Le grazie che Cristo concede

[32] 7. La chiamata di Cristo risorto ad unirci a Lui nell’opera per il Regno è sempre accompagnata dalla sua potenza. Una grazia particolare è stata concessa alla Compagnia quando la 32ª Congregazione Generale ha parlato della nostra missione oggi come “del servizio della fede, di cui la promozione della giustizia costituisce una esigenza assoluta”. Questa descrizione del nucleo principale del nostro lavoro e della nostra spiritualità, come pure del loro principio integrante, è fondata sulla Formula dell’istituto, che dopo aver parlato del fine della Compagnia – “occuparsi specialmente della difesa e propagazione della fede, e del progresso delle anime nella vita e nella dottrina cristiana” – individua tutta una serie di attività mediante le quali si raggiunge questa finalità: ministeri della parola e ministeri dello spirito, ministeri del servizio sacramentale, catechesi dei fanciulli e degli illetterati. Infine, evidenziando la centralità delle opere di misericordia nella vita cristiana, la descrizione apre un orizzonte di ministeri sociali che il gesuita deve compiere presso coloro che si trovano nel bisogno: “Egli nondimeno si dimostri adatto a riconciliare i dissidenti, a soccorrere e servire piamente quelli che sono in carcere e negli ospedali, e a compiere, in assoluta gratuità, tutte le altre opere di carità che sembreranno utili alla gloria di Dio e al bene comune”.

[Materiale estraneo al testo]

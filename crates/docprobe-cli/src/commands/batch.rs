//! Batch resolution
//!
//! ```bash
//! docprobe batch Button "Email Input" Checkbox
//! docprobe batch --file components.txt --concurrency 8 -f jsonl
//! printf 'Button\nText Area\n' | docprobe batch --file -
//! ```
//!
//! Name files hold one component per line. Blank lines and lines starting with
//! `#` are skipped.

use std::io::Read;
use std::path::{Path, PathBuf};

use anyhow::{Context, Result, anyhow};
use clap::Args;
use docprobe_core::{ComponentName, Config, HttpProbe, OfflineProbe, Resolution, Resolver};
use tracing::debug;

use crate::error::CliError;
use crate::output::{self, FormatArg};

/// Arguments for `docprobe batch`
#[derive(Args, Clone, Debug)]
pub struct BatchArgs {
    /// Component names; each argument is one name (quote multi-word names)
    #[arg(value_name = "COMPONENT_NAME")]
    pub names: Vec<String>,

    /// Read additional names from a file, one per line (`-` for stdin)
    #[arg(long, value_name = "PATH")]
    pub file: Option<PathBuf>,

    /// Build the most likely URLs without checking that they exist
    #[arg(long)]
    pub no_validate: bool,

    /// How many components to resolve at the same time
    #[arg(
        long,
        value_name = "N",
        value_parser = clap::builder::RangedU64ValueParser::<usize>::new().range(1..)
    )]
    pub concurrency: Option<usize>,

    /// Per-probe timeout in seconds
    #[arg(long, value_name = "SECS", value_parser = clap::value_parser!(u64).range(1..))]
    pub timeout: Option<u64>,

    #[command(flatten)]
    pub format: FormatArg,
}

/// Execute `docprobe batch`.
///
/// Fails with a not-found error if any component could not be resolved.
pub async fn execute(args: BatchArgs, config: &Config) -> Result<()> {
    let names = collect_names(&args)?;
    let format = args.format.resolve();

    let mut probe_config = config.probe.clone();
    if let Some(timeout_secs) = args.timeout {
        probe_config.timeout_secs = timeout_secs;
    }
    let concurrency = args.concurrency.unwrap_or(config.batch.concurrency);
    debug!(count = names.len(), concurrency, "resolving batch");

    let resolutions = if args.no_validate {
        Resolver::new(OfflineProbe)
            .resolve_many(&names, false, concurrency)
            .await
    } else {
        Resolver::new(HttpProbe::new(&probe_config).map_err(CliError::from)?)
            .resolve_many(&names, true, concurrency)
            .await
    };

    if format.is_machine_readable() {
        output::print_json_list(&resolutions, format)?;
    } else {
        let mut stdout = std::io::stdout().lock();
        for resolution in &resolutions {
            output::write_status_line(&mut stdout, resolution)?;
        }
    }

    ensure_all_found(&resolutions)
}

fn ensure_all_found(resolutions: &[Resolution]) -> Result<()> {
    let missing = resolutions.iter().filter(|r| !r.result.is_found()).count();
    if missing == 0 {
        Ok(())
    } else {
        Err(CliError::not_found(anyhow!(
            "{missing} of {} components had no documentation",
            resolutions.len()
        ))
        .into())
    }
}

fn collect_names(args: &BatchArgs) -> Result<Vec<ComponentName>> {
    let mut raw: Vec<String> = args.names.clone();
    if let Some(path) = &args.file {
        raw.extend(read_name_list(path)?);
    }

    if raw.is_empty() {
        return Err(CliError::usage(anyhow!(
            "missing component names\n\nUsage: docprobe batch <COMPONENT_NAME>... [--file <PATH>]"
        ))
        .into());
    }

    raw.into_iter()
        .map(|name| ComponentName::parse(name).map_err(|e| anyhow::Error::from(CliError::from(e))))
        .collect()
}

fn read_name_list(path: &Path) -> Result<Vec<String>> {
    let content = if path.as_os_str() == "-" {
        let mut buf = String::new();
        std::io::stdin()
            .read_to_string(&mut buf)
            .context("Failed to read component names from stdin")?;
        buf
    } else {
        std::fs::read_to_string(path)
            .with_context(|| format!("Failed to read component names from {}", path.display()))?
    };
    Ok(parse_name_list(&content))
}

fn parse_name_list(content: &str) -> Vec<String> {
    content
        .lines()
        .map(str::trim)
        .filter(|line| !line.is_empty() && !line.starts_with('#'))
        .map(ToString::to_string)
        .collect()
}

#[cfg(test)]
#[allow(clippy::unwrap_used)]
mod tests {
    use super::*;
    use crate::error::{ErrorCategory, category_of, is_reported};

    fn args(names: &[&str]) -> BatchArgs {
        BatchArgs {
            names: names.iter().map(ToString::to_string).collect(),
            file: None,
            no_validate: true,
            concurrency: None,
            timeout: None,
            format: FormatArg::default(),
        }
    }

    #[test]
    fn test_parse_name_list_skips_comments_and_blanks() {
        let names = parse_name_list("# inputs\nCheckbox\n\n  Text Area  \n#Button\nRadio\n");
        assert_eq!(names, ["Checkbox", "Text Area", "Radio"]);
    }

    #[test]
    fn test_collect_names_from_args_and_file() {
        let dir = tempfile::tempdir().unwrap();
        let path = dir.path().join("names.txt");
        std::fs::write(&path, "Accordion\n").unwrap();

        let mut batch = args(&["Button"]);
        batch.file = Some(path);

        let names = collect_names(&batch).unwrap();
        let names: Vec<&str> = names.iter().map(ComponentName::as_str).collect();
        assert_eq!(names, ["Button", "Accordion"]);
    }

    #[tokio::test]
    async fn test_missing_component_fails_batch() {
        let names = [
            ComponentName::parse("Button").unwrap(),
            ComponentName::parse("Zzz").unwrap(),
        ];
        let resolver = Resolver::new(OfflineProbe);

        let built = resolver.resolve_many(&names, false, 2).await;
        assert!(ensure_all_found(&built).is_ok());

        let checked = resolver.resolve_many(&names, true, 2).await;
        let err = ensure_all_found(&checked).unwrap_err();
        assert_eq!(category_of(&err), ErrorCategory::NotFound);
        assert_eq!(err.to_string(), "2 of 2 components had no documentation");
        assert!(!is_reported(&err));
    }

    #[test]
    fn test_collect_names_rejects_empty_and_blank() {
        let err = collect_names(&args(&[])).unwrap_err();
        assert_eq!(category_of(&err), ErrorCategory::Usage);

        let err = collect_names(&args(&["Button", "   "])).unwrap_err();
        assert_eq!(category_of(&err), ErrorCategory::Usage);
    }
}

[33] 8. L’impegno della Compagnia per una vita di fede radicale che trova espressione nella promozione della giustizia per tutti, trae la sua ispirazione da questo documento di fondazione che si trova nella Lettera apostolica di papa Giulio III. Vi abbiamo trovato, per la nostra missione odierna, il carattere centrale del lavoro in solidarietà con i poveri secondo il nostro carisma ignaziano. Con occhi nuovi noi leggiamo come un testo profetico scritto per il nostro tempo ciò che Polanco, per ispirazione di Ignazio, scriveva alla comunità di Padova nel 1547: “I poveri sono tanto grandi dinanzi a Dio che particolarmente per loro fu mandato Gesù Cristo sulla terra: “Per la miseria degli oppressi e per il pianto dei poveri, ecco che io sorgo, dice il Signore”; e altrove: “Mi ha mandato ad evangelizzare i poveri”. Ciò ricorda Gesù Cristo facendo rispondere a S. Giovanni: “I poveri vengono evangelizzati”. Essi sono tanto preferiti ai ricchi che Gesù Cristo volle eleggere tutto il collegio santissimo degli apostoli tra i poveri; vivere e conversare con essi e lasciarli capi della sua Chiesa, costituendoli giudici delle dodici tribù d’Israele, cioè di tutti i fedeli, di cui essi, poveri, saranno “assessori”. Tanto viene esaltato il loro stato. L’amicizia dei poveri fa diventare amici del re eterno”.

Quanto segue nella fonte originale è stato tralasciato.